Data extracts:

//! Per-account lock table
//!
//! This module provides the `LockManager` struct, which lazily creates and hands
//! out one exclusive lock per account id. Every balance mutation of an account
//! happens while holding that account's lock.
//!
//! # Design
//!
//! The table is a `DashMap` from account id to an `Arc<Mutex<()>>`. Get-or-create
//! goes through `DashMap::entry`, which holds the shard write lock across the
//! lookup and the insert, so two threads racing on an unseen id always receive
//! the same `Arc`. Lock *identity* matters here, not just lock state: two
//! distinct mutexes for one account would not exclude each other.
//!
//! Entries are never removed. Accounts are never deleted, and a removed entry
//! could be recreated while an older handle is still held.
//!
//! The manager knows nothing about account existence; validation happens in
//! the registry before a lock is used.

use crate::types::AccountId;
use dashmap::DashMap;
use std::sync::{Arc, Mutex, MutexGuard, PoisonError};

/// Shared handle to one account's exclusive lock
pub type AccountLock = Arc<Mutex<()>>;

/// Lazily populated table of per-account locks
#[derive(Debug, Default)]
pub struct LockManager {
    /// Account id to lock handle, populated on first use
    locks: DashMap<AccountId, AccountLock>,
}

impl LockManager {
    /// Create an empty lock table
    pub fn new() -> Self {
        Self {
            locks: DashMap::new(),
        }
    }

    /// Return the unique lock for `account`, creating it on first use
    ///
    /// # Thread Safety
    ///
    /// Creation is exactly-once under concurrent first access: every caller
    /// receives a clone of the same `Arc`.
    pub fn lock_for(&self, account: &str) -> AccountLock {
        if let Some(lock) = self.locks.get(account) {
            return Arc::clone(lock.value());
        }

        let entry = self
            .locks
            .entry(account.to_string())
            .or_insert_with(|| Arc::new(Mutex::new(())));
        Arc::clone(entry.value())
    }

    /// Number of locks created so far
    pub fn len(&self) -> usize {
        self.locks.len()
    }

    /// Whether no lock has been created yet
    pub fn is_empty(&self) -> bool {
        self.locks.is_empty()
    }
}

/// Block until `lock` is held
///
/// The lock guards `()`, so a poisoned mutex carries no broken state and is
/// simply taken over.
pub fn acquire(lock: &Mutex<()>) -> MutexGuard<'_, ()> {
    lock.lock().unwrap_or_else(PoisonError::into_inner)
}

#[cfg(test)]
mod tests {
    use super::*;
    use std::sync::Barrier;
    use std::thread;

    #[test]
    fn test_lock_for_creates_lock_on_first_use() {
        let manager = LockManager::new();
        assert!(manager.is_empty());

        let _lock = manager.lock_for("alice");

        assert_eq!(manager.len(), 1);
    }

    #[test]
    fn test_lock_for_returns_same_handle() {
        let manager = LockManager::new();

        let first = manager.lock_for("alice");
        let second = manager.lock_for("alice");

        assert!(Arc::ptr_eq(&first, &second));
        assert_eq!(manager.len(), 1);
    }

    #[test]
    fn test_lock_for_distinct_accounts_get_distinct_locks() {
        let manager = LockManager::new();

        let alice = manager.lock_for("alice");
        let bob = manager.lock_for("bob");

        assert!(!Arc::ptr_eq(&alice, &bob));
        assert_eq!(manager.len(), 2);
    }

    #[test]
    fn test_lock_for_hands_out_locks_for_unregistered_ids() {
        let manager = LockManager::new();

        // No registry involved: any id gets a lock
        let lock = manager.lock_for("nobody");
        let _guard = acquire(&lock);

        assert_eq!(manager.len(), 1);
    }

    #[test]
    fn test_concurrent_first_access_resolves_to_same_lock() {
        let manager = Arc::new(LockManager::new());
        let barrier = Arc::new(Barrier::new(16));

        let mut handles = vec![];
        for _ in 0..16 {
            let manager_clone = Arc::clone(&manager);
            let barrier_clone = Arc::clone(&barrier);
            handles.push(thread::spawn(move || {
                barrier_clone.wait();
                manager_clone.lock_for("contended")
            }));
        }

        let locks: Vec<AccountLock> = handles.into_iter().map(|h| h.join().unwrap()).collect();

        assert_eq!(manager.len(), 1);
        for lock in &locks[1..] {
            assert!(Arc::ptr_eq(&locks[0], lock));
        }
    }

    #[test]
    fn test_acquire_recovers_from_poisoned_lock() {
        let manager = Arc::new(LockManager::new());
        let lock = manager.lock_for("alice");

        let poisoner = Arc::clone(&lock);
        let _ = thread::spawn(move || {
            let _guard = poisoner.lock().unwrap();
            panic!("poison the lock");
        })
        .join();

        assert!(lock.is_poisoned());
        let _guard = acquire(&lock);
    }
}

Work request: Copy down the material exactly as written.

Final answer:
//! Per-account lock table
//!
//! This module provides the `LockManager` struct, which lazily creates and hands
//! out one exclusive lock per account id. Every balance mutation of an account
//! happens while holding that account's lock.
//!
//! # Design
//!
//! The table is a `DashMap` from account id to an `Arc<Mutex<()>>`. Get-or-create
//! goes through `DashMap::entry`, which holds the shard write lock across the
//! lookup and the insert, so two threads racing on an unseen id always receive
//! the same `Arc`. Lock *identity* matters here, not just lock state: two
//! distinct mutexes for one account would not exclude each other.
//!
//! Entries are never removed. Accounts are never deleted, and a removed entry
//! could be recreated while an older handle is still held.
//!
//! The manager knows nothing about account existence; validation happens in
//! the registry before a lock is used.

use crate::types::AccountId;
use dashmap::DashMap;
use std::sync::{Arc, Mutex, MutexGuard, PoisonError};

/// Shared handle to one account's exclusive lock
pub type AccountLock = Arc<Mutex<()>>;

/// Lazily populated table of per-account locks
#[derive(Debug, Default)]
pub struct LockManager {
    /// Account id to lock handle, populated on first use
    locks: DashMap<AccountId, AccountLock>,
}

impl LockManager {
    /// Create an empty lock table
    pub fn new() -> Self {
        Self {
            locks: DashMap::new(),
        }
    }

    /// Return the unique lock for `account`, creating it on first use
    ///
    /// # Thread Safety
    ///
    /// Creation is exactly-once under concurrent first access: every caller
    /// receives a clone of the same `Arc`.
    pub fn lock_for(&self, account: &str) -> AccountLock {
        if let Some(lock) = self.locks.get(account) {
            return Arc::clone(lock.value());
        }

        let entry = self
            .locks
            .entry(account.to_string())
            .or_insert_with(|| Arc::new(Mutex::new(())));
        Arc::clone(entry.value())
    }

    /// Number of locks created so far
    pub fn len(&self) -> usize {
        self.locks.len()
    }

    /// Whether no lock has been created yet
    pub fn is_empty(&self) -> bool {
        self.locks.is_empty()
    }
}

/// Block until `lock` is held
///
/// The lock guards `()`, so a poisoned mutex carries no broken state and is
/// simply taken over.
pub fn acquire(lock: &Mutex<()>) -> MutexGuard<'_, ()> {
    lock.lock().unwrap_or_else(PoisonError::into_inner)
}

#[cfg(test)]
mod tests {
    use super::*;
    use std::sync::Barrier;
    use std::thread;

    #[test]
    fn test_lock_for_creates_lock_on_first_use() {
        let manager = LockManager::new();
        assert!(manager.is_empty());

        let _lock = manager.lock_for("alice");

        assert_eq!(manager.len(), 1);
    }

    #[test]
    fn test_lock_for_returns_same_handle() {
        let manager = LockManager::new();

        let first = manager.lock_for("alice");
        let second = manager.lock_for("alice");

        assert!(Arc::ptr_eq(&first, &second));
        assert_eq!(manager.len(), 1);
    }

    #[test]
    fn test_lock_for_distinct_accounts_get_distinct_locks() {
        let manager = LockManager::new();

        let alice = manager.lock_for("alice");
        let bob = manager.lock_for("bob");

        assert!(!Arc::ptr_eq(&alice, &bob));
        assert_eq!(manager.len(), 2);
    }

    #[test]
    fn test_lock_for_hands_out_locks_for_unregistered_ids() {
        let manager = LockManager::new();

        // No registry involved: any id gets a lock
        let lock = manager.lock_for("nobody");
        let _guard = acquire(&lock);

        assert_eq!(manager.len(), 1);
    }

    #[test]
    fn test_concurrent_first_access_resolves_to_same_lock() {
        let manager = Arc::new(LockManager::new());
        let barrier = Arc::new(Barrier::new(16));

        let mut handles = vec![];
        for _ in 0..16 {
            let manager_clone = Arc::clone(&manager);
            let barrier_clone = Arc::clone(&barrier);
            handles.push(thread::spawn(move || {
                barrier_clone.wait();
                manager_clone.lock_for("contended")
            }));
        }

        let locks: Vec<AccountLock> = handles.into_iter().map(|h| h.join().unwrap()).collect();

        assert_eq!(manager.len(), 1);
        for lock in &locks[1..] {
            assert!(Arc::ptr_eq(&locks[0], lock));
        }
    }

    #[test]
    fn test_acquire_recovers_from_poisoned_lock() {
        let manager = Arc::new(LockManager::new());
        let lock = manager.lock_for("alice");

        let poisoner = Arc::clone(&lock);
        let _ = thread::spawn(move || {
            let _guard = poisoner.lock().unwrap();
            panic!("poison the lock");
        })
        .join();

        assert!(lock.is_poisoned());
        let _guard = acquire(&lock);
    }
}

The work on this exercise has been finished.